I

[279] Wenn die Seele des Menschen unsterblich ist, Sire; so muß es davon Beweise geben, die keinen Zweifel übriglassen. Ich kann nur vor der Tür der Wahrheit fegen.

Die Natur hier bei uns auf Erden ist in beständiger Bewegung, und ihre Gebärde ist heute nicht wie gestern und ehegestern. Alles wandelt und wogt. Doch die verschiedenen Spezies in allen 3 Reichen bleiben unbeweglich, und stehen wie Fixsterne in diesem wogenden Meer. Ulysses' und Tobias' Hündlein wedelten schon mit dem Schwanze; der Kürbis rankte schon vor Ninive, und das Gold ist und bleibt 19mal schwerer als das Wasser. Weil die Natur, wie man spricht, keinen Sprung tut, so muß sie freilich durch allerhand Verwandlungen zum Ziel gehen, und läßt, auf dem Wege dahin, verschiedene Gestalten sehen; aber wenn die Spezies, die sie im Sinne hat, vollendet ist, so geht sie nicht weiter. Sich selbst gelassen geht sie nicht darüber hinaus,[279] und bleibt, wenn sie nicht gestört wird, nicht diesseits stehen. Ist die Spezies vollendet, so macht sie Feierabend, und sorgt nur für ihre Erhaltung; und wenn sie die Individua derselben nicht erhalten kann, so substituiert sie, auf die wundervolle Art und Weise, immer andre Individua, um so der Spezies eine Art von Ewigkeit zu verschaffen.

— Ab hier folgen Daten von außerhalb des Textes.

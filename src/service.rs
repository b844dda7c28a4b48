//! Per-request pipeline: validate, classify, build prompt, invoke, normalize.
//!
//! Every public operation performs at most one upstream call. A busy flag
//! rejects a second request on the same instance while one is in flight.

use std::sync::atomic::{AtomicBool, Ordering};

use tracing::{debug, info, warn};

use crate::chat::ChatSession;
use crate::classifier::{self, RequestKind};
use crate::clients::GenerationBackend;
use crate::config::Config;
use crate::error::{EchoLeafError, Result};
use crate::input;
use crate::invoker;
use crate::models::{ChatMessage, FormData, GeneratedContent, ResearchData};
use crate::normalizer;
use crate::prompts;

struct BusyGuard<'a>(&'a AtomicBool);

impl<'a> BusyGuard<'a> {
    fn acquire(flag: &'a AtomicBool) -> Result<Self> {
        if flag
            .compare_exchange(false, true, Ordering::AcqRel, Ordering::Acquire)
            .is_err()
        {
            return Err(EchoLeafError::validation(
                "A request is already in progress. Please wait for it to finish.",
            ));
        }
        Ok(Self(flag))
    }
}

impl Drop for BusyGuard<'_> {
    fn drop(&mut self) {
        self.0.store(false, Ordering::Release);
    }
}

pub struct EchoLeaf<B: GenerationBackend> {
    backend: B,
    config: Config,
    busy: AtomicBool,
}

impl<B: GenerationBackend> EchoLeaf<B> {
    pub fn new(backend: B, config: Config) -> Self {
        Self {
            backend,
            config,
            busy: AtomicBool::new(false),
        }
    }

    pub fn config(&self) -> &Config {
        &self.config
    }

    pub fn is_busy(&self) -> bool {
        self.busy.load(Ordering::Acquire)
    }

    /// Classification the pipeline would use for this submission.
    pub fn classify(&self, form: &FormData) -> RequestKind {
        classifier::classify(form, &self.config.classifier)
    }

    /// Generate a structured explanation for a study submission.
    pub async fn synthesize(&self, form: &FormData) -> Result<GeneratedContent> {
        input::validate_form(form, &self.config.limits)?;
        let _guard = BusyGuard::acquire(&self.busy)?;

        let kind = self.classify(form);
        let topic_query = classifier::looks_like_topic_list(&form.study_text, &self.config.classifier);
        let prompt = prompts::build_prompt(form, kind);
        let request = invoker::plan_study_request(
            form,
            kind,
            prompt,
            topic_query,
            &self.config.generation,
        );
        info!(
            "Synthesizing {} with {} (search={})",
            kind, request.model, request.use_search
        );

        let response = self.backend.generate(request).await?;
        let content = normalizer::normalize_generated_content(&response.text).inspect_err(|e| {
            warn!("Model reply could not be normalized: {}", e);
        })?;
        if kind == RequestKind::SelfHelpOutline && content.self_help_outline.is_none() {
            debug!("Self-help request returned no outline");
        }
        info!("Generated \"{}\"", content.title);
        Ok(content)
    }

    /// Ask a follow-up question. The question and the reply (or an apology on
    /// failure) are appended to `session`.
    pub async fn send_message(
        &self,
        session: &mut ChatSession,
        question: &str,
        context: Option<&GeneratedContent>,
    ) -> Result<String> {
        let question = question.trim();
        if question.is_empty() {
            return Err(EchoLeafError::validation("Please enter a question."));
        }
        let _guard = BusyGuard::acquire(&self.busy)?;

        let prior = session.messages().to_vec();
        session.push(ChatMessage::user(question));

        let prompt =
            prompts::build_chat_prompt(question, context, self.config.limits.chat_context_chars);
        let request = invoker::plan_chat_request(&prior, prompt, &self.config.generation);
        debug!("Chat request with {} prior messages", prior.len());

        match self.backend.generate(request).await {
            Ok(response) => {
                session.push(ChatMessage::model(response.text.clone()));
                Ok(response.text)
            }
            Err(e) => {
                let err = EchoLeafError::from(e);
                warn!("Chat request failed: {}", err);
                session.push(ChatMessage::model(format!(
                    "Sorry, I encountered an error: {}",
                    err.user_message()
                )));
                Err(err)
            }
        }
    }

    /// Search-grounded research report on a topic.
    pub async fn research(&self, topic: &str) -> Result<ResearchData> {
        let date = chrono::Utc::now().format("%Y-%m-%d").to_string();
        self.research_dated(topic, &date).await
    }

    pub async fn research_dated(&self, topic: &str, generated_date: &str) -> Result<ResearchData> {
        if topic.trim().is_empty() {
            return Err(EchoLeafError::validation("Please enter a research topic."));
        }
        let _guard = BusyGuard::acquire(&self.busy)?;

        let prompt = prompts::build_research_prompt(topic, generated_date);
        let request = invoker::plan_research_request(prompt, &self.config.generation);
        info!("Researching \"{}\" with {}", topic.trim(), request.model);

        let response = self.backend.generate(request).await?;
        let data = normalizer::normalize_research(&response.text, response.sources)
            .inspect_err(|e| warn!("Research reply could not be normalized: {}", e))?;
        info!(
            "Research returned {} evidence blocks, {} sources",
            data.evidence_blocks.len(),
            data.sources.len()
        );
        Ok(data)
    }
}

Es gibt zwar berühmte Gelehrte, die anders meinen und der Natur einen andern Plan ausgedacht haben. Ihnen sind die Spezies nur Ruhepunkte und Stufen, wo die Natur sich, sozusagen, besinnt und ausruht, um von da weiter, und immer vom Geringern zum Bessern und Vollkommnern vorwärts zu gehen; so daß z.E. aus einer Auster ein Krokodil, aus einer Mücke ein Kolibri etc., und aus den vollkommensten Tieren endlich gar Mensch und Engel werden könnten.

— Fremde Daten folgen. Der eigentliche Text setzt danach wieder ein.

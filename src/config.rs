use serde::{Deserialize, Serialize};
use std::path::{Path, PathBuf};

use crate::error::{EchoLeafError, Result};

/// Main configuration structure loaded from echoleaf.toml and environment variables
#[derive(Debug, Clone, Default, Deserialize, Serialize)]
#[serde(default)]
pub struct Config {
    pub generation: GenerationConfig,
    pub classifier: ClassifierConfig,
    pub limits: LimitsConfig,
    pub storage: StorageConfig,
    /// Runtime configuration loaded from environment variables
    #[serde(skip)]
    pub runtime: RuntimeConfig,
}

/// Upstream model selection and transport settings
#[derive(Debug, Clone, Deserialize, Serialize)]
#[serde(default)]
pub struct GenerationConfig {
    pub base_url: String,
    /// Default model for study analysis
    pub fast_model: String,
    /// Higher-capability model used when thinking mode is on
    pub thinking_model: String,
    pub chat_model: String,
    pub research_model: String,
    pub thinking_budget: u32,
    /// Transport timeout for a single request; 0 disables it
    pub timeout_ms: u64,
}

impl Default for GenerationConfig {
    fn default() -> Self {
        Self {
            base_url: "https://generativelanguage.googleapis.com/v1beta".to_string(),
            fast_model: "gemini-2.5-flash".to_string(),
            thinking_model: "gemini-2.5-pro".to_string(),
            chat_model: "gemini-2.5-flash-lite".to_string(),
            research_model: "gemini-2.5-pro".to_string(),
            thinking_budget: 32_768,
            timeout_ms: 300_000,
        }
    }
}

/// Provisional thresholds for telling a topic list apart from study prose.
///
/// Text shorter than `topic_max_chars`, or averaging fewer than
/// `topic_max_words_per_line` words per line, is treated as a list of topics.
#[derive(Debug, Clone, Deserialize, Serialize)]
#[serde(default)]
pub struct ClassifierConfig {
    pub topic_max_chars: usize,
    pub topic_max_words_per_line: f64,
}

impl Default for ClassifierConfig {
    fn default() -> Self {
        Self {
            topic_max_chars: 500,
            topic_max_words_per_line: 15.0,
        }
    }
}

#[derive(Debug, Clone, Deserialize, Serialize)]
#[serde(default)]
pub struct LimitsConfig {
    pub max_urls: usize,
    /// Characters of main content forwarded to the chat model as context
    pub chat_context_chars: usize,
}

impl Default for LimitsConfig {
    fn default() -> Self {
        Self {
            max_urls: 5,
            chat_context_chars: 2000,
        }
    }
}

#[derive(Debug, Clone, Default, Deserialize, Serialize)]
#[serde(default)]
pub struct StorageConfig {
    /// Overrides the platform data directory
    pub data_dir: Option<PathBuf>,
}

impl StorageConfig {
    /// Resolved data directory: configured path, else `<platform data dir>/echoleaf`.
    pub fn resolve_data_dir(&self) -> PathBuf {
        if let Some(dir) = &self.data_dir {
            return dir.clone();
        }
        dirs::data_dir()
            .unwrap_or_else(|| PathBuf::from("."))
            .join("echoleaf")
    }
}

/// Runtime configuration loaded from environment variables
#[derive(Debug, Clone)]
pub struct RuntimeConfig {
    pub api_key: Option<String>,
    pub log_level: String,
}

impl Default for RuntimeConfig {
    fn default() -> Self {
        Self {
            api_key: None,
            log_level: "echoleaf=info".to_string(),
        }
    }
}

impl RuntimeConfig {
    /// Load runtime configuration from environment variables
    pub fn load_from_env() -> Self {
        Self {
            api_key: std::env::var("GEMINI_API_KEY")
                .or_else(|_| std::env::var("API_KEY"))
                .ok()
                .filter(|k| !k.trim().is_empty()),
            log_level: std::env::var("RUST_LOG").unwrap_or_else(|_| "echoleaf=info".to_string()),
        }
    }
}

/// Loads `.env` (or the file named by `ECHOLEAF_ENV_FILE`) into the process
/// environment. Variables already set are left alone, so calling this more
/// than once is harmless.
pub fn load_env_file() {
    match std::env::var("ECHOLEAF_ENV_FILE") {
        Ok(path) => {
            load_env_from(Path::new(&path));
        }
        Err(_) => {
            let _ = dotenvy::dotenv();
        }
    }
}

/// Returns whether the file was found and parsed.
pub fn load_env_from(path: &Path) -> bool {
    dotenvy::from_path(path).is_ok()
}

impl Config {
    /// Load configuration from TOML file and environment variables.
    /// Uses ECHOLEAF_CONFIG or defaults to "echoleaf.toml".
    pub fn load() -> Result<Self> {
        load_env_file();

        let explicit = std::env::var("ECHOLEAF_CONFIG").ok();
        let config_path = explicit
            .clone()
            .unwrap_or_else(|| "echoleaf.toml".to_string());

        let mut config: Config = match std::fs::read_to_string(&config_path) {
            Ok(content) => Self::from_toml(&content)?,
            Err(e) if explicit.is_some() => {
                tracing::warn!("Failed to read {}: {}, using defaults", config_path, e);
                Self::default()
            }
            Err(_) => {
                tracing::debug!("Config file {} not found, using defaults", config_path);
                Self::default()
            }
        };

        config.apply_env_overrides();
        config.runtime = RuntimeConfig::load_from_env();
        config.validate()?;
        Ok(config)
    }

    pub fn from_toml(content: &str) -> Result<Self> {
        Ok(toml::from_str(content)?)
    }

    fn apply_env_overrides(&mut self) {
        if let Ok(v) = std::env::var("ECHOLEAF_BASE_URL") {
            self.generation.base_url = v;
        }
        if let Ok(v) = std::env::var("ECHOLEAF_FAST_MODEL") {
            self.generation.fast_model = v;
        }
        if let Ok(v) = std::env::var("ECHOLEAF_THINKING_MODEL") {
            self.generation.thinking_model = v;
        }
        if let Ok(v) = std::env::var("ECHOLEAF_CHAT_MODEL") {
            self.generation.chat_model = v;
        }
        if let Ok(v) = std::env::var("ECHOLEAF_RESEARCH_MODEL") {
            self.generation.research_model = v;
        }
        if let Some(v) = std::env::var("ECHOLEAF_THINKING_BUDGET")
            .ok()
            .and_then(|v| v.parse::<u32>().ok())
        {
            self.generation.thinking_budget = v;
        }
        if let Some(v) = std::env::var("ECHOLEAF_TIMEOUT_MS")
            .ok()
            .and_then(|v| v.parse::<u64>().ok())
        {
            self.generation.timeout_ms = v;
        }
        if let Some(v) = std::env::var("ECHOLEAF_TOPIC_MAX_CHARS")
            .ok()
            .and_then(|v| v.parse::<usize>().ok())
        {
            self.classifier.topic_max_chars = v;
        }
        if let Some(v) = std::env::var("ECHOLEAF_TOPIC_MAX_WORDS_PER_LINE")
            .ok()
            .and_then(|v| v.parse::<f64>().ok())
        {
            self.classifier.topic_max_words_per_line = v;
        }
        if let Some(v) = std::env::var("ECHOLEAF_MAX_URLS")
            .ok()
            .and_then(|v| v.parse::<usize>().ok())
        {
            self.limits.max_urls = v;
        }
        if let Ok(v) = std::env::var("ECHOLEAF_DATA_DIR") {
            self.storage.data_dir = Some(PathBuf::from(v));
        }
    }

    /// Validate and clamp values that would otherwise break the pipeline
    pub fn validate(&mut self) -> Result<()> {
        if !self.generation.base_url.starts_with("http://")
            && !self.generation.base_url.starts_with("https://")
        {
            return Err(EchoLeafError::Config {
                message: format!(
                    "generation.base_url '{}' must start with http:// or https://",
                    self.generation.base_url
                ),
            });
        }
        for (name, model) in [
            ("fast_model", &self.generation.fast_model),
            ("thinking_model", &self.generation.thinking_model),
            ("chat_model", &self.generation.chat_model),
            ("research_model", &self.generation.research_model),
        ] {
            if model.trim().is_empty() {
                return Err(EchoLeafError::Config {
                    message: format!("generation.{name} must not be empty"),
                });
            }
        }
        if self.limits.max_urls == 0 {
            tracing::warn!("limits.max_urls of 0 would reject every URL, using 1");
            self.limits.max_urls = 1;
        }
        if !self.classifier.topic_max_words_per_line.is_finite()
            || self.classifier.topic_max_words_per_line < 0.0
        {
            tracing::warn!(
                "classifier.topic_max_words_per_line {} is invalid, using default",
                self.classifier.topic_max_words_per_line
            );
            self.classifier.topic_max_words_per_line =
                ClassifierConfig::default().topic_max_words_per_line;
        }
        Ok(())
    }

    /// API key for the generation service, required only by commands that call it
    pub fn require_api_key(&self) -> Result<&str> {
        self.runtime
            .api_key
            .as_deref()
            .ok_or_else(|| EchoLeafError::Config {
                message: "GEMINI_API_KEY (or API_KEY) environment variable not set".to_string(),
            })
    }
}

Diese Meinung ist artig genug erfunden; nur das erste und Hauptsächlichste dagegen ist, daß sie nicht wahr ist. Aus den Hühnereiern kommen nimmer Fasanen, sondern immer wieder Hühner hervor. Das ist die Beobachtung neuer und alter Zeiten, und die Chineser49 beweisen grade aus dieser Einrichtung das Dasein eines unendlichen Verstandes. Auch Noah muß die alte Meinung gehabt haben; er hätte sonst viel Mühe und Raum sparen können.

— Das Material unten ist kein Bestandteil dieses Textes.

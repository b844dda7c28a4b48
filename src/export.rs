//! Citation and document export for generated results.

use chrono::Datelike;
use once_cell::sync::Lazy;
use regex::Regex;

use crate::models::{GeneratedContent, ResearchData};

static YEAR: Lazy<Regex> =
    Lazy::new(|| Regex::new(r"\b(\d{4})\b").expect("year regex should compile"));

/// BibTeX entry for a saved result, derived from its `authorYear` field.
///
/// Author is the text before the first `(`; the key is the first alphabetic
/// word of the author followed by the first four-digit year found, falling
/// back to the current year.
pub fn to_bibtex(content: &GeneratedContent) -> String {
    to_bibtex_with_year(content, chrono::Utc::now().year())
}

fn to_bibtex_with_year(content: &GeneratedContent, fallback_year: i32) -> String {
    let author_part = content
        .author_year
        .split('(')
        .next()
        .unwrap_or("")
        .trim();
    let author = if author_part.is_empty() {
        "Unknown Author"
    } else {
        author_part
    };
    let year = YEAR
        .captures(&content.author_year)
        .and_then(|c| c.get(1))
        .map(|m| m.as_str().to_string())
        .unwrap_or_else(|| fallback_year.to_string());
    let clean: String = author
        .chars()
        .filter(|c| c.is_ascii_alphabetic() || c.is_whitespace())
        .collect();
    let key_author = clean.split_whitespace().next().unwrap_or("Unknown");

    format!(
        "@article{{{key_author}{year},\n  title = {{{{{title}}}}},\n  author = {{{author}}},\n  year = {{{year}}},\n  note = {{Synthesized by EchoLeaf AI}}\n}}",
        title = content.title,
    )
}

/// Markdown rendering of a result, suitable for saving or pasting.
pub fn to_markdown(content: &GeneratedContent) -> String {
    let mut out = format!("# {}\n", content.title);
    if !content.subtitle.trim().is_empty() {
        out.push_str(&format!("\n_{}_\n", content.subtitle.trim()));
    }
    if !content.author_year.trim().is_empty() {
        out.push_str(&format!("\n**Source:** {}\n", content.author_year.trim()));
    }
    if !content.summary.trim().is_empty() {
        out.push_str(&format!("\n## TL;DR\n\n{}\n", content.summary.trim()));
    }
    if !content.contradiction.trim().is_empty() {
        out.push_str(&format!(
            "\n## The Core Contradiction\n\n{}\n",
            content.contradiction.trim()
        ));
    }
    if !content.clarity_engine.trim().is_empty() {
        out.push_str(&format!(
            "\n## In Simple Terms\n\n{}\n",
            content.clarity_engine.trim()
        ));
    }
    if !content.insights.is_empty() {
        out.push_str("\n## Key Insights\n\n");
        for insight in &content.insights {
            out.push_str(&format!("- {}\n", insight));
        }
    }
    if !content.main_content.trim().is_empty() {
        out.push_str(&format!("\n{}\n", content.main_content.trim()));
    }
    let evidence = content.key_evidence.specified_fields();
    if !evidence.is_empty() {
        out.push_str("\n## Key Evidence\n\n");
        for (label, value) in evidence {
            out.push_str(&format!("- **{}:** {}\n", label, value));
        }
    }
    if !content.limitations_and_bias.is_empty() {
        out.push_str("\n## Limitations & Bias\n\n");
        for item in &content.limitations_and_bias {
            out.push_str(&format!("- {}\n", item));
        }
    }
    if let Some(outline) = content
        .self_help_outline
        .as_deref()
        .filter(|o| !o.trim().is_empty())
    {
        out.push_str(&format!("\n## Self-Help Outline\n\n{}\n", outline.trim()));
    }
    out
}

/// Markdown rendering of a research report.
pub fn research_to_markdown(data: &ResearchData) -> String {
    let header = &data.summary_header;
    let mut out = format!(
        "# Research: {}\n\n**Evidence:** {}",
        header.topic,
        header.summary_score.label()
    );
    if !header.generated_date.is_empty() {
        out.push_str(&format!("  \n**Generated:** {}", header.generated_date));
    }
    out.push('\n');

    for (i, block) in data.evidence_blocks.iter().enumerate() {
        out.push_str(&format!(
            "\n## Evidence {} ({:?}, {}% confidence)\n\n",
            i + 1,
            block.strength_of_evidence,
            block.confidence
        ));
        for finding in &block.key_findings {
            out.push_str(&format!("- {}\n", finding));
        }
        if !block.insight.is_empty() {
            out.push_str(&format!("\n> {}\n", block.insight));
        }
    }

    if !data.comparative_table.is_empty() {
        out.push_str("\n## Comparison\n\n| Topic | Impact | Effect | Citations |\n|---|---|---|---|\n");
        for row in &data.comparative_table {
            out.push_str(&format!(
                "| {} | {} | {} | {} |\n",
                row.topic, row.impact_strength, row.effect_type, row.citation_count
            ));
        }
    }

    if !data.evolution_timeline.is_empty() {
        out.push_str("\n## Timeline\n\n");
        let mut timeline = data.evolution_timeline.clone();
        timeline.sort_by_key(|e| e.year);
        for entry in &timeline {
            out.push_str(&format!(
                "- **{}** ({} citations): {}\n",
                entry.year, entry.citation_count, entry.summary
            ));
        }
    }

    if !data.sources.is_empty() {
        out.push_str("\n## Sources\n\n");
        for source in &data.sources {
            out.push_str(&format!("- [{}]({})\n", source.title, source.uri));
        }
    }

    if !data.question_generator.is_empty() {
        out.push_str("\n## Questions to Explore\n\n");
        for q in &data.question_generator {
            out.push_str(&format!("- {}\n", q));
        }
    }
    out
}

Die Natur schreitet so wenig von einer Spezies zu einer andern und vollkommnern fort, daß sie auch, wie gesagt, dieselbe Spezies nicht ändert und vollkommner macht. Die aufeinander folgenden Individua derselben sind und bleiben sich gleich, an Gestalt, Proportion, Talent und allen Eigenschaften und Neigungen, Sitten und Weisen. Die Herbstspinne spann schon bei den Römern ihr Gewebe in der wundersamen mathematischen Form mit Peripherien, Radien und Centro, und Aelianus bemerkt schon, daß sie bei diesem Kunstwerk den Euklides nicht nötig habe; er erzählt weiter von ihr, sie sitze in dem Centro ihres Gewebes und laure dem Raub auf, grade wie wir sie nach tausend und mehr Jahren noch sitzen sehen. Die wunderliche Sitte des Kuckucks ist bekannt, er legt nämlich sein Ei in das Nest eines andern Vogels und fliegt denn davon, und läßt den andern Vogel sein Ei ausbrüten[280] und den jungen Kuckuck großfüttern; dies ist aber nicht etwa eine Erfindung der spätern Jahrhunderte unter den Kuckucks, sondern sie haben es schon immer so gemacht, wie eben der Aelianus erzählt. Die Krähen hassen schon die Eule im Plinius, und kreischen schon das Regenwetter her im Virgil; die Schwalben kommen schon im Homer zu den Menschen ins Haus; die Ameise ist schon fleißig im Sirach, und der Pfau trägt noch die funkelnden Edelgesteine50, damit ihn die Juno zu des uralten Inachus Zeiten aufstaffierte. So ist es immer gewesen und so wird es bleiben, und sicherlich war, in der langen Reihe von Elefanten, die von Anfang bis zum Ende durch die Natur hintereinander hergehen, der, der mit dem Rücken am Chaos steht, wie der, der seinen Rüssel in die Trümmer des Jüngsten Tages ausstrecken wird.

Sonach wären die Spezies vielmehr als Modelle anzusehen, die der Natur im Anfang von höherer Hand aufgegeben sind, sie unverändert durchzuführen. Sie läßt es auch an ihr nicht fehlen, und exekutiert diese Modelle immerhin mit dem größten Fleiß und der größten Genauigkeit. Ja, sie ist auf die unverletzte Erhaltung derselben so eifersüchtig, daß sie den Versuchen sie zu ändern und zu wirren ihren Segen versagt; denn es ist bekannt, daß die Maulesel und überhaupt alle Bastarde nicht weiter generieren können.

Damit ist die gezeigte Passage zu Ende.